===== DATA SUPPLIED =====
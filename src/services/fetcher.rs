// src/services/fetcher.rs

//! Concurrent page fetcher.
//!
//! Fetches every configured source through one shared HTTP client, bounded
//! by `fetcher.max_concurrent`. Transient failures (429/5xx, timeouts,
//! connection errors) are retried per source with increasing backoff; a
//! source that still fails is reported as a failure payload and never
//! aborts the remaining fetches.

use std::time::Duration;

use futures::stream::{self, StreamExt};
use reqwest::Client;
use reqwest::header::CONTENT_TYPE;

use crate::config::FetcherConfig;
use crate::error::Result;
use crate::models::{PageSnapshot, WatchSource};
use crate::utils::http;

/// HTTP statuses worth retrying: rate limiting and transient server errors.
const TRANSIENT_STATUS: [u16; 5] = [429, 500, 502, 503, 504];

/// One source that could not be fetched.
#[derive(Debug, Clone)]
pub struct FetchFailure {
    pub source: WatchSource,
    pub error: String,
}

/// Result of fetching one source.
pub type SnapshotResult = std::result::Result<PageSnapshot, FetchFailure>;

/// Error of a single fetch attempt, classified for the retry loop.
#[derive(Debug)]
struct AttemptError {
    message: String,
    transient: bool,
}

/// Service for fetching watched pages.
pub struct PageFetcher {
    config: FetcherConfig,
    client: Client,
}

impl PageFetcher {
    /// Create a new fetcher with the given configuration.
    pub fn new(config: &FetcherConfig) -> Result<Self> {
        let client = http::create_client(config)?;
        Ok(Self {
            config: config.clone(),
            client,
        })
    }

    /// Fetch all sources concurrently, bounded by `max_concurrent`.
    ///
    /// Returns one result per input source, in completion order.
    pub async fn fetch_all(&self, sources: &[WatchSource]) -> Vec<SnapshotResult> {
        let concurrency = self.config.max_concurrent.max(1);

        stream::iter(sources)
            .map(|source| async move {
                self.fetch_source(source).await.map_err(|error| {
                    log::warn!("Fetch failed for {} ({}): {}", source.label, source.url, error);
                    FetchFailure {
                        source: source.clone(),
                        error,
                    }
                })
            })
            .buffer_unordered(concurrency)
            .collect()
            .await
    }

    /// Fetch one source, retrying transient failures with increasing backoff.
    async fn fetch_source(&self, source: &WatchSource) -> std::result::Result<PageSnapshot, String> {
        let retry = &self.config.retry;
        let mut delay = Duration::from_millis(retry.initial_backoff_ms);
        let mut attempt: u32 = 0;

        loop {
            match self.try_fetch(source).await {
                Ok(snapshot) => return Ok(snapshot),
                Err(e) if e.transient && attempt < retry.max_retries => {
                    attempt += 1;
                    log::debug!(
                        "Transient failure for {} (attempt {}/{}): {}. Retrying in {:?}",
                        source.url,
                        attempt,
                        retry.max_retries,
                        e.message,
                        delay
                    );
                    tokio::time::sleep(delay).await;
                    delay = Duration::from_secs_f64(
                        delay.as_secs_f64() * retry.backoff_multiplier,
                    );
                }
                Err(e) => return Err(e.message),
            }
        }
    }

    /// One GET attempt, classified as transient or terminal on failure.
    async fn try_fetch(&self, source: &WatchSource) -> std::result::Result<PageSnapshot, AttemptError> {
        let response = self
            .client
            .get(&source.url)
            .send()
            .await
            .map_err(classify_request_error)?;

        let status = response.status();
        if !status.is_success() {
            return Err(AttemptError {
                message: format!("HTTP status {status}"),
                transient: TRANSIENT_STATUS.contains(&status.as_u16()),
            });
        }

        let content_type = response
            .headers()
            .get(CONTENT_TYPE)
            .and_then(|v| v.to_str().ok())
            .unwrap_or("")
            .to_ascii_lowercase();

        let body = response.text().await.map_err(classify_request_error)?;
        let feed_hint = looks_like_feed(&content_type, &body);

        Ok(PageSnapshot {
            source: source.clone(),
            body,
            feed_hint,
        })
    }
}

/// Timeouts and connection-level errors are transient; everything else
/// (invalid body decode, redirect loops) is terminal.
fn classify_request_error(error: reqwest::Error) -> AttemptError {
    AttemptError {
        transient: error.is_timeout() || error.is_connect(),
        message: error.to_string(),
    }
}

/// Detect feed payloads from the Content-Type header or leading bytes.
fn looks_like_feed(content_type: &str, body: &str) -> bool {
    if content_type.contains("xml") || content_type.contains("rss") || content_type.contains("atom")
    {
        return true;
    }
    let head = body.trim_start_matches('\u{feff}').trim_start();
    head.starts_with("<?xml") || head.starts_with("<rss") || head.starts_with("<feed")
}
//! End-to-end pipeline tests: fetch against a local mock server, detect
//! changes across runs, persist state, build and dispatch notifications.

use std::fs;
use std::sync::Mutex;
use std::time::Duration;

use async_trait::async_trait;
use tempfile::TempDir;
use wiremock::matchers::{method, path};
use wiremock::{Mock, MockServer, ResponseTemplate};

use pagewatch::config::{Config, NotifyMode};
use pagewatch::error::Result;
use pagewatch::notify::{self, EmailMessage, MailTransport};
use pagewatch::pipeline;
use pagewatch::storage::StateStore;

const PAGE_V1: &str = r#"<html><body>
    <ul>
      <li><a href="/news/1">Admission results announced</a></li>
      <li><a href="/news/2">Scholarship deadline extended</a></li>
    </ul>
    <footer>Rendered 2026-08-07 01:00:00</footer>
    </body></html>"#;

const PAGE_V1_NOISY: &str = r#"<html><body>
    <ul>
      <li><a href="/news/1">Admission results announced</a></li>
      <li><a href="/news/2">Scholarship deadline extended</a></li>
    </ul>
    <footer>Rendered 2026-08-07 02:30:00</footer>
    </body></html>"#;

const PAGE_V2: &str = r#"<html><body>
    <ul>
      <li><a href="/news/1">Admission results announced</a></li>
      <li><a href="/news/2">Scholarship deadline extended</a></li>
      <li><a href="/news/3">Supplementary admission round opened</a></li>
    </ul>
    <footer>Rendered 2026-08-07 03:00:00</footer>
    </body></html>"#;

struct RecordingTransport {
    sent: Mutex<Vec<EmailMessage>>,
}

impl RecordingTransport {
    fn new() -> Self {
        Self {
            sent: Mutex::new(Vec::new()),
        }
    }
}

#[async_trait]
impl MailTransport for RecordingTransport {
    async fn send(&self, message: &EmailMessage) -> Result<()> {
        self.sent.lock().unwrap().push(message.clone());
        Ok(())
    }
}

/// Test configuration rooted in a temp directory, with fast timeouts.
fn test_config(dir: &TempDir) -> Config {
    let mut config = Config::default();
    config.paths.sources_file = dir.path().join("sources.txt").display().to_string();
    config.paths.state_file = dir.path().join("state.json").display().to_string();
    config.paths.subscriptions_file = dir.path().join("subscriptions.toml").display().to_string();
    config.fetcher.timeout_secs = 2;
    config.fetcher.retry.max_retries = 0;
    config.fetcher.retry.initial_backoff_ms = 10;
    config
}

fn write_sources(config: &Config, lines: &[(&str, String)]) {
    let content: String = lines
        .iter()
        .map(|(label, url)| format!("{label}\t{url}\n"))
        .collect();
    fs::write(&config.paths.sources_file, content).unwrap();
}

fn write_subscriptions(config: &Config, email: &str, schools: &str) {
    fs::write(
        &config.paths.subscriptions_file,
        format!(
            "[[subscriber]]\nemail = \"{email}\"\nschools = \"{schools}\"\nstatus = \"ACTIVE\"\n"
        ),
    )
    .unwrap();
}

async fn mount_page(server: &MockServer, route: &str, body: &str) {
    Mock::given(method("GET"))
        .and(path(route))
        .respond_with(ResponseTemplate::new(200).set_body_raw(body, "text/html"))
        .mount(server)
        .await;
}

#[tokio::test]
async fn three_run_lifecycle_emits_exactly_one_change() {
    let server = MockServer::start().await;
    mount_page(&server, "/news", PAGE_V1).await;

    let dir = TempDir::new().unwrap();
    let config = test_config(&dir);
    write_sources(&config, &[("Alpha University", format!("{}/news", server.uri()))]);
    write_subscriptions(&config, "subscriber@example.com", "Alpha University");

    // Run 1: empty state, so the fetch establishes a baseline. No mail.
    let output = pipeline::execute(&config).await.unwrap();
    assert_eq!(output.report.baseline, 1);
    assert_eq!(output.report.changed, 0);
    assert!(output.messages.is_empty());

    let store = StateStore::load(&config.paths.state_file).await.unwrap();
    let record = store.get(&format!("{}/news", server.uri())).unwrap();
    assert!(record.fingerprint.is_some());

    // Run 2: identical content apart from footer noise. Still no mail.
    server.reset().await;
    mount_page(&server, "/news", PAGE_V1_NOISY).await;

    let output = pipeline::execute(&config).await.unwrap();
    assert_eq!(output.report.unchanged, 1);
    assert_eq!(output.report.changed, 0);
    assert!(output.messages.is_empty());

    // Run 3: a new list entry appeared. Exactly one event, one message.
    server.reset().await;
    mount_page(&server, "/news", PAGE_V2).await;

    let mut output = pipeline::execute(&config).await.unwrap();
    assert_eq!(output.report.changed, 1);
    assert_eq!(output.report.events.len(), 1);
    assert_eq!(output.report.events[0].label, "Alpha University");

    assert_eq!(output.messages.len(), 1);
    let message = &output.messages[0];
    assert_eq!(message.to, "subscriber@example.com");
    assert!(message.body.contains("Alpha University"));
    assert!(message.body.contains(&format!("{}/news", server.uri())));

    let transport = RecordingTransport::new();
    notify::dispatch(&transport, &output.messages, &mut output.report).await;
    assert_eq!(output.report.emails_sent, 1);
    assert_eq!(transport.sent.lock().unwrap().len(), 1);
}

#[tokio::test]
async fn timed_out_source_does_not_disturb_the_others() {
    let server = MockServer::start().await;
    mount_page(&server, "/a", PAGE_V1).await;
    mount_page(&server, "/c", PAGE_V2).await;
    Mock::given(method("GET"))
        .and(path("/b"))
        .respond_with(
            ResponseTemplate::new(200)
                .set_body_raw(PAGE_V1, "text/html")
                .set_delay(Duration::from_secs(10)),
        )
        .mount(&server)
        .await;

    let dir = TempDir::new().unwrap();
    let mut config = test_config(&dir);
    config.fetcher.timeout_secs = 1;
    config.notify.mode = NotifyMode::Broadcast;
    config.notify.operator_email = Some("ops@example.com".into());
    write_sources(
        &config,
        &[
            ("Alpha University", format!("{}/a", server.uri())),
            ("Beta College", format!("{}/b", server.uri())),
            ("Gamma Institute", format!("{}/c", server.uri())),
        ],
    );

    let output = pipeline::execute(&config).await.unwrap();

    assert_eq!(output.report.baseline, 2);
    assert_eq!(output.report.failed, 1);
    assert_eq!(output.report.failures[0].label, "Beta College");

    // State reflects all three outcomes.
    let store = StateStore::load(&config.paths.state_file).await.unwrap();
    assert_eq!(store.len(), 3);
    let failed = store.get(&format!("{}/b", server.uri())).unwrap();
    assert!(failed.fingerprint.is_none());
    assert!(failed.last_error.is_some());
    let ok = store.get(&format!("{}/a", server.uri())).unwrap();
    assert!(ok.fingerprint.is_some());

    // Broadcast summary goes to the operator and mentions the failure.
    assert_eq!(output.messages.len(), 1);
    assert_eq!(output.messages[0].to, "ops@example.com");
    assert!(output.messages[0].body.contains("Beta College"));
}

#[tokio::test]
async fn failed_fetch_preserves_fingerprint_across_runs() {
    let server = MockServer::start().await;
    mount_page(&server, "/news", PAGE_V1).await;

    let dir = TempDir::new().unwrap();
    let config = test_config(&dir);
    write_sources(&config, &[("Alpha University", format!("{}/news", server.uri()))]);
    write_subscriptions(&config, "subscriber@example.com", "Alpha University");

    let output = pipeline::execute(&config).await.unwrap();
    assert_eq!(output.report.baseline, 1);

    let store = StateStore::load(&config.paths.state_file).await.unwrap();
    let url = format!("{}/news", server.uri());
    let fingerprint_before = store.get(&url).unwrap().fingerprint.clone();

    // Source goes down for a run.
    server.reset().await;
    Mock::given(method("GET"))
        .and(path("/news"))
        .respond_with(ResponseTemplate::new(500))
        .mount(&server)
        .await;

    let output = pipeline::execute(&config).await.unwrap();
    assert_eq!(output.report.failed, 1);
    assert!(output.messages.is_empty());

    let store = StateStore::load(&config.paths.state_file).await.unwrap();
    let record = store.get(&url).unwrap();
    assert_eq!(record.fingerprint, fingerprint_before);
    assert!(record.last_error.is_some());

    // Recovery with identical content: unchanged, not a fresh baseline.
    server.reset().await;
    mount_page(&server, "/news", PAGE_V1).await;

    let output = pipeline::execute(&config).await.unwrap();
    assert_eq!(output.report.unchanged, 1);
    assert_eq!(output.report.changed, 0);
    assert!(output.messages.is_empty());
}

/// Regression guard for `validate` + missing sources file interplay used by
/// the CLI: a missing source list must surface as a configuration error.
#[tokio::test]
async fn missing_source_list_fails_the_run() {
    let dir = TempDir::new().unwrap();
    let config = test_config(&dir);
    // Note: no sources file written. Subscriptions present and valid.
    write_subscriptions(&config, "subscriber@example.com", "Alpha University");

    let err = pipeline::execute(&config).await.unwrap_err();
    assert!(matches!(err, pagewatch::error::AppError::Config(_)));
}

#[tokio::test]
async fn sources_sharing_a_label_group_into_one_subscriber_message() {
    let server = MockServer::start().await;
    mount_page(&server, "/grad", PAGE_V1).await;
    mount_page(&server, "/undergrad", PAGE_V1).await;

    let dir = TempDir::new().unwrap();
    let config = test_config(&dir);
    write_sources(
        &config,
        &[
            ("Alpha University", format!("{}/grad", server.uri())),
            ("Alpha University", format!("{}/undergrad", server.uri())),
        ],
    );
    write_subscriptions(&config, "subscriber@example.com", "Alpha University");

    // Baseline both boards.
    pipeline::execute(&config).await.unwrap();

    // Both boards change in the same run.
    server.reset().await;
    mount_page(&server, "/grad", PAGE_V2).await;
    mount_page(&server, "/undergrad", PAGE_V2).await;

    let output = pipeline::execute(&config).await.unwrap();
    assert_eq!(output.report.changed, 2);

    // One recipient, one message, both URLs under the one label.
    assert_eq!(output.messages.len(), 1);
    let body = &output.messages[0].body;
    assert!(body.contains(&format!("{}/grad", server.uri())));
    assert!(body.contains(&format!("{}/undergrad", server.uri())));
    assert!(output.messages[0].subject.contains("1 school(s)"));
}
=====
===== DATA SUPPLIED =====
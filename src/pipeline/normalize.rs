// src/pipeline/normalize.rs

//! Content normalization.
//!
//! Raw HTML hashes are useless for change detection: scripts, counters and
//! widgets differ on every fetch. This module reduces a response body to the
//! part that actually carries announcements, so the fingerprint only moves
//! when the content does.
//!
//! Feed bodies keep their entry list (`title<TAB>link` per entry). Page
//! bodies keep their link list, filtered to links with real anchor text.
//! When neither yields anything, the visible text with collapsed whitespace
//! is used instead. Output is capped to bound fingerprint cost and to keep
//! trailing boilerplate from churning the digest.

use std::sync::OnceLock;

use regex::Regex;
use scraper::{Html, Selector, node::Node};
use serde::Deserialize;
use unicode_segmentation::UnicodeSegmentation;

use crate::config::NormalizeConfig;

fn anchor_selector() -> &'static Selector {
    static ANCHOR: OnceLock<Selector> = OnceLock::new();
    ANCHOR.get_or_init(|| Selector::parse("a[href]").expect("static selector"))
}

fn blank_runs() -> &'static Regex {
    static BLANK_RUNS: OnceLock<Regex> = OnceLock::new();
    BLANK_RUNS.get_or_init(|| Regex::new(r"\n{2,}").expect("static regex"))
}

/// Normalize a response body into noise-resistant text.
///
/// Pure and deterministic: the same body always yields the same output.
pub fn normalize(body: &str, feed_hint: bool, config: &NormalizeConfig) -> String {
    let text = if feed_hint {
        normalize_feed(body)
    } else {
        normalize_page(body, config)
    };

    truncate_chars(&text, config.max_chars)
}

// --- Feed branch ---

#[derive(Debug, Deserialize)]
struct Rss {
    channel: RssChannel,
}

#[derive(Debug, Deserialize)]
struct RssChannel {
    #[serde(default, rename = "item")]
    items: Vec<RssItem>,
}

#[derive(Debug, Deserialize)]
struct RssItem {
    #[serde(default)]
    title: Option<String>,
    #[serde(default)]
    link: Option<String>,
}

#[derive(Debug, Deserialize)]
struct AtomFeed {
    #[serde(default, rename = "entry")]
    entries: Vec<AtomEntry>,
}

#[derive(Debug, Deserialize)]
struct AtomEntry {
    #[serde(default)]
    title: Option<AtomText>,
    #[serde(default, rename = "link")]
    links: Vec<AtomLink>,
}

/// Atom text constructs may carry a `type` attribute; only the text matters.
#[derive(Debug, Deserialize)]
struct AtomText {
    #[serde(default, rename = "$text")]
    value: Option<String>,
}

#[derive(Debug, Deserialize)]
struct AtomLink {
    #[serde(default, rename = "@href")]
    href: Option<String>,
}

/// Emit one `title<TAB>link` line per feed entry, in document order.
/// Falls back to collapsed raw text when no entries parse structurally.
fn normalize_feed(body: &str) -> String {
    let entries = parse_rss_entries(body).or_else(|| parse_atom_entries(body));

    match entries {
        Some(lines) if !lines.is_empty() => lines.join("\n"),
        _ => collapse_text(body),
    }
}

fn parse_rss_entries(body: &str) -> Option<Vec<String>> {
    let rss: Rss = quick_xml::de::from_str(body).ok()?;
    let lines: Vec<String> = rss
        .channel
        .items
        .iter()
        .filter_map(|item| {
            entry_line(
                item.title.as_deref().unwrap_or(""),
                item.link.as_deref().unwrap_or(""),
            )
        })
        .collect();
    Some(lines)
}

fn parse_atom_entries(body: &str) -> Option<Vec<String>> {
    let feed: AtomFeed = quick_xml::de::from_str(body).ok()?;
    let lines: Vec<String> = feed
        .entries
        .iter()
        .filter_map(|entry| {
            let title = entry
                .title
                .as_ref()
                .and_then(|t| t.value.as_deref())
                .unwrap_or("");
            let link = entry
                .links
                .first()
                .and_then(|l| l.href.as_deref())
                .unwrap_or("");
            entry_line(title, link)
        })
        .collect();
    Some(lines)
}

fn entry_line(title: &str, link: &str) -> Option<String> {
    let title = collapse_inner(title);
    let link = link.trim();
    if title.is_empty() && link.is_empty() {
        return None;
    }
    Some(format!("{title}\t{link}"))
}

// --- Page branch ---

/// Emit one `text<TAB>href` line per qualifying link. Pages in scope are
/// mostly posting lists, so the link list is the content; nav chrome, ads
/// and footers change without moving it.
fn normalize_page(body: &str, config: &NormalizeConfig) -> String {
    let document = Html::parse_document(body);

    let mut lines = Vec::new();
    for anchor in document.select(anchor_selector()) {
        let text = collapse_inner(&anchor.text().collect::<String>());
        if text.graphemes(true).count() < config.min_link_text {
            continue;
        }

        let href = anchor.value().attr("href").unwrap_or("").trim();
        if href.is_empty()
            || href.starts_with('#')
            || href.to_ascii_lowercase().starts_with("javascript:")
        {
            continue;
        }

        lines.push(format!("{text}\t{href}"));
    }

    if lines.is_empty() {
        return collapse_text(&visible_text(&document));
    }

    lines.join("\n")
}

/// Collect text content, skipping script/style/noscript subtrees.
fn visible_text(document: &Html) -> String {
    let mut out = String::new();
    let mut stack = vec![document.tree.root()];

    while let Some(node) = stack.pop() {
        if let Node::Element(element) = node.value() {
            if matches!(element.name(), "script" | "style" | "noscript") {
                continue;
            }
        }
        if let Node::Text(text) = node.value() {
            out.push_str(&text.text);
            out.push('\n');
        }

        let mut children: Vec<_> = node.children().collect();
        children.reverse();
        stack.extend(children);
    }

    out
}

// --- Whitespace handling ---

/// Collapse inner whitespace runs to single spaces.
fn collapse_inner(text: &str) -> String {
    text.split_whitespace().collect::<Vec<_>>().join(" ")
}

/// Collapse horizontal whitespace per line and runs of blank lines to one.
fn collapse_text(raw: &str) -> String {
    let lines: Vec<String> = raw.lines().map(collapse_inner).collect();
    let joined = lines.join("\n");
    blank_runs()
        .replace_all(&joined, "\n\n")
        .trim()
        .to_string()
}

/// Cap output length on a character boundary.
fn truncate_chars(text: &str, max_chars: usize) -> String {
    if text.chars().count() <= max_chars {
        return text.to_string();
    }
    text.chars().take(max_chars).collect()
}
=====
===== DATA SUPPLIED =====
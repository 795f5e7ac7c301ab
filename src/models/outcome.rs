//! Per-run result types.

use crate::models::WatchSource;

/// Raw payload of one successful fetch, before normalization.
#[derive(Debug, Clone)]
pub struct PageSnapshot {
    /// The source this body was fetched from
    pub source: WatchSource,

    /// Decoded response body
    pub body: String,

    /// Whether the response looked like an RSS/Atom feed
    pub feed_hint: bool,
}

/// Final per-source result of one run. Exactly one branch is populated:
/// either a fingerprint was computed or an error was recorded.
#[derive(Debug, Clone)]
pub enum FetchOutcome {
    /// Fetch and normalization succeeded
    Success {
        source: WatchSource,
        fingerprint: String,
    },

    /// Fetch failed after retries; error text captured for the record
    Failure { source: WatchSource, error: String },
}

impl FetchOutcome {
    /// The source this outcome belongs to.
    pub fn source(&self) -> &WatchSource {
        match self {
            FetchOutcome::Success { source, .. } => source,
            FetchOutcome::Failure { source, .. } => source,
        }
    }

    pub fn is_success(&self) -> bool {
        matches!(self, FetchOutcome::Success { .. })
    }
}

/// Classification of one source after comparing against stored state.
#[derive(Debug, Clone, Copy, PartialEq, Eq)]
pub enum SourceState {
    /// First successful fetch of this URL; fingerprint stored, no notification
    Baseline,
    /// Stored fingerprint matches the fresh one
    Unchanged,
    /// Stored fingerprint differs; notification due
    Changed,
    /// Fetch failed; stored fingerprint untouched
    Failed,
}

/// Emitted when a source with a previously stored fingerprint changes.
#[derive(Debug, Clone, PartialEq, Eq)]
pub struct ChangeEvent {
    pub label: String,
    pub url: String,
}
=====
WHAT IS BEING ASKED | Across the records, count the lines that contain the word "identical" and give that figure alone.

ANSWER SPACE | 2